Se na vida de Antônio Balduino outras vidas se cruzam, podemos dizer que se trata não apenas de uma vida, o que não existe, mas a de todos que têm em comum o momento do encontro. Não se ouve apenas uma voz, a do protagonista, bem ao contrário, todos falam a todo momento, num sussurro confuso que vibra a cidade baixa de Salvador. Todos os homens e todas as mulheres, principalmente as de condição mais humilde podem falar, pois se encontram livre para isso.
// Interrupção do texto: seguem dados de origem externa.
use anyhow::{Context, Result};
use ndarray::Array4;
use opencv::{
    core::{AlgorithmHint, Mat, Size, Vec3f, CV_32FC3},
    imgcodecs, imgproc,
    prelude::*,
};
use std::path::Path;

/// MoveNet用の入力サイズ
pub const MOVENET_INPUT_SIZE: i32 = 192;

/// 画像ファイルをBGRで読み込む
pub fn load_image<P: AsRef<Path>>(path: P) -> Result<Mat> {
    let path = path.as_ref();
    let path_str = path.to_str().context("Image path is not valid UTF-8")?;
    let image = imgcodecs::imread(path_str, imgcodecs::IMREAD_COLOR)
        .with_context(|| format!("Failed to read image {}", path.display()))?;
    if image.empty() {
        anyhow::bail!("Image {} could not be decoded", path.display());
    }
    Ok(image)
}

/// OpenCV Mat を MoveNet用の入力テンソルに変換
///
/// - BGR -> RGB
/// - 192x192 にリサイズ
/// - [1, 192, 192, 3] の f32 テンソルに変換 (0.0-255.0)
pub fn preprocess_for_movenet(frame: &Mat) -> Result<Array4<f32>> {
    let mut rgb = Mat::default();
    imgproc::cvt_color(frame, &mut rgb, imgproc::COLOR_BGR2RGB, 0, AlgorithmHint::ALGO_HINT_DEFAULT)?;

    let mut resized = Mat::default();
    imgproc::resize(
        &rgb,
        &mut resized,
        Size::new(MOVENET_INPUT_SIZE, MOVENET_INPUT_SIZE),
        0.0,
        0.0,
        imgproc::INTER_LINEAR,
    )?;

    let mut float_mat = Mat::default();
    resized.convert_to(&mut float_mat, CV_32FC3, 1.0, 0.0)?;

    let side = MOVENET_INPUT_SIZE as usize;
    let mut tensor = Array4::<f32>::zeros((1, side, side, 3));
    for y in 0..MOVENET_INPUT_SIZE {
        for x in 0..MOVENET_INPUT_SIZE {
            let pixel = float_mat.at_2d::<Vec3f>(y, x)?;
            for c in 0..3 {
                tensor[[0, y as usize, x as usize, c]] = pixel[c];
            }
        }
    }

    Ok(tensor)
}
use anyhow::{Context, Result};
use clap::Parser;
use serde::Serialize;
use std::fs;
use std::io::{self, Read};
use std::path::PathBuf;
use std::process::ExitCode;
use tracing::{debug, info};
use tracing_subscriber::EnvFilter;

use asana_coach::analysis::Analyzer;
use asana_coach::config::Config;
use asana_coach::flexibility::Flexibility;
use asana_coach::pose::{PoseSnapshot, StaticSource};

const CONFIG_PATH: &str = "config.toml";

/// 関節座標のJSONから姿勢を判定し、フィードバックを出力する
#[derive(Debug, Parser)]
#[command(name = "asana-coach", version, about)]
struct Cli {
    /// 姿勢スナップショットのJSON（関節名 → {x, y, confidence}、null = 姿勢なし）。省略時は標準入力
    input: Option<PathBuf>,

    /// 柔軟性ティア（設定ファイルより優先）
    #[arg(short, long, value_enum)]
    flexibility: Option<Flexibility>,

    /// 設定ファイル
    #[arg(short, long, default_value = CONFIG_PATH)]
    config: PathBuf,

    /// 姿勢カタログ (JSON)
    #[arg(long)]
    catalogue: Option<String>,

    /// 知識テーブル (JSON)
    #[arg(long)]
    knowledge: Option<String>,

    /// 整形して出力
    #[arg(long)]
    pretty: bool,

    /// デバッグログを出す
    #[arg(short, long)]
    verbose: bool,
}

#[derive(Serialize)]
struct ErrorOutput<'a> {
    error: &'a str,
    message: String,
}

fn main() -> Result<ExitCode> {
    let cli = Cli::parse();

    let default_level = if cli.verbose { "debug" } else { "info" };
    tracing_subscriber::fmt()
        .with_env_filter(EnvFilter::try_from_default_env().unwrap_or_else(|_| EnvFilter::new(default_level)))
        .with_writer(io::stderr)
        .init();

    let mut config = Config::load_or_default(&cli.config);
    if let Some(flexibility) = cli.flexibility {
        config.analysis.flexibility = flexibility;
    }
    if cli.catalogue.is_some() {
        config.analysis.catalogue_path = cli.catalogue.clone();
    }
    if cli.knowledge.is_some() {
        config.analysis.knowledge_path = cli.knowledge.clone();
    }

    let analyzer = Analyzer::from_config(&config.analysis);
    info!(
        postures = analyzer.catalogue().len(),
        flexibility = %analyzer.flexibility(),
        "analyzer ready"
    );

    let detection = read_snapshot(cli.input.as_ref())?;
    debug!(joints = detection.as_ref().map(|s| s.len()), "snapshot loaded");

    let mut source = StaticSource::new(detection);
    let (json, code) = match analyzer.analyze_source(&mut source, &()) {
        Ok(report) => (to_json(&report, cli.pretty)?, ExitCode::SUCCESS),
        Err(e) => {
            let output = ErrorOutput { error: e.kind(), message: e.to_string() };
            (to_json(&output, cli.pretty)?, ExitCode::FAILURE)
        }
    };
    println!("{}", json);
    Ok(code)
}

fn read_snapshot(path: Option<&PathBuf>) -> Result<Option<PoseSnapshot>> {
    let content = match path {
        Some(path) if path.as_os_str() != "-" => fs::read_to_string(path)
            .with_context(|| format!("Failed to read snapshot {}", path.display()))?,
        _ => {
            let mut buf = String::new();
            io::stdin().read_to_string(&mut buf).context("Failed to read stdin")?;
            buf
        }
    };
    serde_json::from_str(&content).context("Failed to parse snapshot JSON")
}

fn to_json<T: Serialize>(value: &T, pretty: bool) -> Result<String> {
    let json = if pretty {
        serde_json::to_string_pretty(value)?
    } else {
        serde_json::to_string(value)?
    };
    Ok(json)
}
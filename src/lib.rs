pub mod analysis;
pub mod catalogue;
pub mod classifier;
pub mod config;
pub mod error;
pub mod feedback;
pub mod flexibility;
pub mod geometry;
pub mod knowledge;
pub mod metrics;
pub mod pose;
pub mod validation;

pub use analysis::{AnalysisReport, Analyzer};
pub use error::{AnalysisError, CatalogueError};
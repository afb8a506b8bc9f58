use anyhow::Result;

use super::keypoint::PoseSnapshot;

/// 画像から姿勢を取り出す外部コラボレータ
///
/// `Ok(None)` は「信頼できる姿勢が見つからない」を表し、
/// 関節が少ないだけのスナップショットとは区別される。
/// `Err` は推論そのものの失敗（モデル読み込み・テンソル変換など）。
pub trait PoseSource {
    type Image: ?Sized;

    fn detect(&mut self, image: &Self::Image) -> Result<Option<PoseSnapshot>>;
}

/// 事前に用意したスナップショットをそのまま返すソース（JSON入力・テスト用）
#[derive(Debug, Clone, Default)]
pub struct StaticSource {
    snapshot: Option<PoseSnapshot>,
}

impl StaticSource {
    pub fn new(snapshot: Option<PoseSnapshot>) -> Self {
        Self { snapshot }
    }
}

impl PoseSource for StaticSource {
    type Image = ();

    fn detect(&mut self, _image: &()) -> Result<Option<PoseSnapshot>> {
        Ok(self.snapshot.clone())
    }
}
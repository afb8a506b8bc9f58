use serde::ser::SerializeMap;
use serde::{Deserialize, Serialize, Serializer};
use std::fmt;

use crate::geometry::{
    angle_at_vertex, distance, line_angle_from_vertical, line_tilt_from_horizontal, midpoint,
};
use crate::pose::{Joint, PoseSnapshot};

/// 指標の単位
#[derive(Debug, Clone, Copy, PartialEq, Eq)]
pub enum MetricKind {
    /// 角度（度）
    Angle,
    /// 無次元の比
    Ratio,
}

/// 関節マップから導出するスカラー指標
///
/// カタログ・分類器・検証器が共有する固定語彙。
#[derive(Debug, Clone, Copy, PartialEq, Eq, PartialOrd, Ord, Hash, Serialize, Deserialize)]
#[serde(rename_all = "snake_case")]
#[repr(usize)]
pub enum Metric {
    LeftElbow = 0,
    RightElbow = 1,
    LeftKnee = 2,
    RightKnee = 3,
    LeftHip = 4,
    RightHip = 5,
    LeftShoulder = 6,
    RightShoulder = 7,
    TrunkFromVertical = 8,
    AnkleToHipRatio = 9,
    ShoulderTilt = 10,
    HipTilt = 11,
}

impl Metric {
    pub const COUNT: usize = 12;

    pub const ALL: [Metric; Metric::COUNT] = [
        Metric::LeftElbow,
        Metric::RightElbow,
        Metric::LeftKnee,
        Metric::RightKnee,
        Metric::LeftHip,
        Metric::RightHip,
        Metric::LeftShoulder,
        Metric::RightShoulder,
        Metric::TrunkFromVertical,
        Metric::AnkleToHipRatio,
        Metric::ShoulderTilt,
        Metric::HipTilt,
    ];

    pub fn as_str(&self) -> &'static str {
        match self {
            Metric::LeftElbow => "left_elbow",
            Metric::RightElbow => "right_elbow",
            Metric::LeftKnee => "left_knee",
            Metric::RightKnee => "right_knee",
            Metric::LeftHip => "left_hip",
            Metric::RightHip => "right_hip",
            Metric::LeftShoulder => "left_shoulder",
            Metric::RightShoulder => "right_shoulder",
            Metric::TrunkFromVertical => "trunk_from_vertical",
            Metric::AnkleToHipRatio => "ankle_to_hip_ratio",
            Metric::ShoulderTilt => "shoulder_tilt",
            Metric::HipTilt => "hip_tilt",
        }
    }

    /// 表示用の名前（"left knee" など）
    pub fn label(&self) -> String {
        self.as_str().replace('_', " ")
    }

    pub fn kind(&self) -> MetricKind {
        match self {
            Metric::AnkleToHipRatio => MetricKind::Ratio,
            _ => MetricKind::Angle,
        }
    }

    /// ハイライト用の代表関節（角度の頂点）
    pub fn focus_joints(&self) -> &'static [Joint] {
        use Joint::*;
        match self {
            Metric::LeftElbow => &[LeftElbow],
            Metric::RightElbow => &[RightElbow],
            Metric::LeftKnee => &[LeftKnee],
            Metric::RightKnee => &[RightKnee],
            Metric::LeftHip => &[LeftHip],
            Metric::RightHip => &[RightHip],
            Metric::LeftShoulder => &[LeftShoulder],
            Metric::RightShoulder => &[RightShoulder],
            Metric::TrunkFromVertical => &[LeftShoulder, RightShoulder],
            Metric::AnkleToHipRatio => &[LeftAnkle, RightAnkle],
            Metric::ShoulderTilt => &[LeftShoulder, RightShoulder],
            Metric::HipTilt => &[LeftHip, RightHip],
        }
    }
}

impl fmt::Display for Metric {
    fn fmt(&self, f: &mut fmt::Formatter<'_>) -> fmt::Result {
        f.write_str(self.as_str())
    }
}

/// 指標ごとの値。None は「関節が欠けていて未定義」
#[derive(Debug, Clone, Default, PartialEq)]
pub struct MetricSet {
    values: [Option<f64>; Metric::COUNT],
}

impl MetricSet {
    pub fn new() -> Self {
        Self::default()
    }

    /// (指標, 値) の列から作成。列に無い指標は未定義
    pub fn from_values<I: IntoIterator<Item = (Metric, f64)>>(values: I) -> Self {
        let mut set = Self::new();
        for (metric, value) in values {
            set.set(metric, Some(value));
        }
        set
    }

    pub fn get(&self, metric: Metric) -> Option<f64> {
        self.values[metric as usize]
    }

    /// 非有限値は未定義として扱う
    pub fn set(&mut self, metric: Metric, value: Option<f64>) {
        self.values[metric as usize] = value.filter(|v| v.is_finite());
    }

    pub fn iter(&self) -> impl Iterator<Item = (Metric, Option<f64>)> + '_ {
        Metric::ALL.iter().map(move |&m| (m, self.get(m)))
    }

    /// 定義済みの指標数
    pub fn defined_count(&self) -> usize {
        self.values.iter().filter(|v| v.is_some()).count()
    }
}

impl Serialize for MetricSet {
    fn serialize<S: Serializer>(&self, serializer: S) -> Result<S::Ok, S::Error> {
        let mut map = serializer.serialize_map(Some(Metric::COUNT))?;
        for (metric, value) in self.iter() {
            map.serialize_entry(metric.as_str(), &value)?;
        }
        map.end()
    }
}

/// 関節マップから全指標を計算
///
/// 必要な関節が1つでも欠けた指標は未定義のまま。0などで埋めない。
pub fn extract(snapshot: &PoseSnapshot) -> MetricSet {
    let mut set = MetricSet::new();
    for metric in Metric::ALL {
        set.set(metric, compute(snapshot, metric));
    }
    set
}

fn compute(snapshot: &PoseSnapshot, metric: Metric) -> Option<f64> {
    use Joint::*;
    let angle = |a: Joint, b: Joint, c: Joint| {
        angle_at_vertex(snapshot.point(a)?, snapshot.point(b)?, snapshot.point(c)?)
    };
    match metric {
        Metric::LeftElbow => angle(LeftShoulder, LeftElbow, LeftWrist),
        Metric::RightElbow => angle(RightShoulder, RightElbow, RightWrist),
        Metric::LeftKnee => angle(LeftHip, LeftKnee, LeftAnkle),
        Metric::RightKnee => angle(RightHip, RightKnee, RightAnkle),
        Metric::LeftHip => angle(LeftShoulder, LeftHip, LeftKnee),
        Metric::RightHip => angle(RightShoulder, RightHip, RightKnee),
        Metric::LeftShoulder => angle(LeftElbow, LeftShoulder, LeftHip),
        Metric::RightShoulder => angle(RightElbow, RightShoulder, RightHip),
        Metric::TrunkFromVertical => trunk_from_vertical(snapshot),
        Metric::AnkleToHipRatio => ankle_to_hip_ratio(snapshot),
        Metric::ShoulderTilt => {
            line_tilt_from_horizontal(snapshot.point(LeftShoulder)?, snapshot.point(RightShoulder)?)
        }
        Metric::HipTilt => {
            line_tilt_from_horizontal(snapshot.point(LeftHip)?, snapshot.point(RightHip)?)
        }
    }
}

/// 腰中点→肩中点ベクトルの鉛直からの傾き（0 = 直立）
fn trunk_from_vertical(snapshot: &PoseSnapshot) -> Option<f64> {
    let mid_shoulder = midpoint(
        snapshot.point(Joint::LeftShoulder)?,
        snapshot.point(Joint::RightShoulder)?,
    );
    let mid_hip = midpoint(snapshot.point(Joint::LeftHip)?, snapshot.point(Joint::RightHip)?);
    line_angle_from_vertical(mid_hip, mid_shoulder)
}

/// 足首間距離 / 腰幅（スタンス幅の代理指標）
fn ankle_to_hip_ratio(snapshot: &PoseSnapshot) -> Option<f64> {
    let hip_width = distance(snapshot.point(Joint::LeftHip)?, snapshot.point(Joint::RightHip)?);
    if hip_width == 0.0 {
        return None;
    }
    let ankle_width = distance(
        snapshot.point(Joint::LeftAnkle)?,
        snapshot.point(Joint::RightAnkle)?,
    );
    Some(ankle_width / hip_width)
}
//! 解析パイプラインのエラー型

use thiserror::Error;

use crate::metrics::MetricSet;

/// 解析の終端結果のうち、レポートを返せないもの
///
/// 未定義の指標や `Unknown` ラベルはエラーではない。
#[derive(Debug, Error)]
pub enum AnalysisError {
    /// 上流の検出器が姿勢を見つけられなかった
    #[error("no pose detected")]
    NoPoseDetected,

    /// 姿勢はあるが、指標を計算するには関節が少なすぎる
    #[error("insufficient landmarks: {visible} joints visible, {} metrics computable", metrics.defined_count())]
    InsufficientLandmarks {
        /// 見えていた関節数
        visible: usize,
        /// 計算できた分の指標（大半は未定義）
        metrics: MetricSet,
    },

    /// 検出器そのものが失敗した（モデル・画像デコードなど）
    #[error("pose detection failed: {0}")]
    Detection(String),
}

impl AnalysisError {
    /// 外部出力用の短い識別子
    pub fn kind(&self) -> &'static str {
        match self {
            AnalysisError::NoPoseDetected => "no_pose_detected",
            AnalysisError::InsufficientLandmarks { .. } => "insufficient_landmarks",
            AnalysisError::Detection(_) => "detection_failed",
        }
    }
}

/// 外部カタログ・知識テーブルの読み込み失敗
///
/// 呼び出し側には伝播せず、組み込みのデフォルトに戻すために使う。
#[derive(Debug, Error)]
pub enum CatalogueError {
    #[error("failed to read {path}: {source}")]
    Io {
        path: String,
        #[source]
        source: std::io::Error,
    },

    #[error("failed to parse {path}: {source}")]
    Parse {
        path: String,
        #[source]
        source: serde_json::Error,
    },

    #[error("invalid catalogue: {0}")]
    Invalid(String),
}
impl CompositeRule {
    /// 膝の組み合わせ（片膝 ~90°、もう一方はまっすぐ）
    pub fn knees_combo() -> Self {
        CompositeRule::OneBentOneStraight {
            name: KNEES_COMBO.to_string(),
            left: Metric::LeftKnee,
            right: Metric::RightKnee,
            bent: AngleRange::new(80.0, 110.0),
            straight_min: 165.0,
        }
    }

    pub fn name(&self) -> &str {
        match self {
            CompositeRule::OneBentOneStraight { name, .. } => name,
        }
    }

    pub fn metrics(&self) -> [Metric; 2] {
        match self {
            CompositeRule::OneBentOneStraight { left, right, .. } => [*left, *right],
        }
    }

    /// 汎用フィードバック用の説明
    pub fn describe(&self) -> String {
        match self {
            CompositeRule::OneBentOneStraight { left, right, bent, straight_min, .. } => format!(
                "one of {} / {} near {:.0}-{:.0}°, the other at least {:.0}°",
                left.label(),
                right.label(),
                bent.low,
                bent.high,
                straight_min
            ),
        }
    }

    /// 失敗時にハイライトする関節
    pub fn joints(&self) -> Vec<Joint> {
        self.metrics()
            .iter()
            .flat_map(|m| m.focus_joints().iter().copied())
            .collect()
    }

    pub fn evaluate(&self, metrics: &MetricSet) -> CompositeOutcome {
        match self {
            CompositeRule::OneBentOneStraight { name, left, right, bent, straight_min } => {
                let l = metrics.get(*left);
                let r = metrics.get(*right);
                let (ok, bent_side) = match (l, r) {
                    (Some(l), Some(r)) => {
                        if bent.contains(l) && r >= *straight_min {
                            (true, Some(*left))
                        } else if bent.contains(r) && l >= *straight_min {
                            (true, Some(*right))
                        } else {
                            (false, None)
                        }
                    }
                    _ => return CompositeOutcome { name: name.clone(), values: [l, r], ok: None, bent_side: None },
                };
                CompositeOutcome { name: name.clone(), values: [l, r], ok: Some(ok), bent_side }
            }
        }
    }

    fn is_valid(&self) -> bool {
        match self {
            CompositeRule::OneBentOneStraight { bent, straight_min, .. } => {
                bent.is_valid() && straight_min.is_finite() && *straight_min > bent.high
            }
        }
    }
}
Liberdade é a palavra certa. Os negros estão livres, após séculos de cárcere, sob o poder das chibatas do homem branco. Homem branco que nunca foi maioria. Mas outros homens brancos aparecem, numa condição não muito diferente a dos negros. São os imigrantes europeus, que por algum deslize do destino, foram parar na Bahia. Aventureiros e pobres, como os donos do circo, que para tentar salvar os negócios da bancarrota contratam o negro Balduíno.
Este é o universo de Jorge Amado, uma ficção, que foi reconstruída através da narrativa literária de um país ainda em formação, suas raças, sua religiosidade, costumes e preconceitos. Nada muito incomum do que acontece na vida das pessoas comuns, como nós. Somos heróis, somos também bandidos, sem separação. Somos os construtores da história através da vida apenas vivenciada em sua maior e menor intensidade.
Foi bom ter lido “Jubiabá”, das obras, não a mais popular. De alguma forma senti-me feliz nesta empreitada. Leiam se puderem.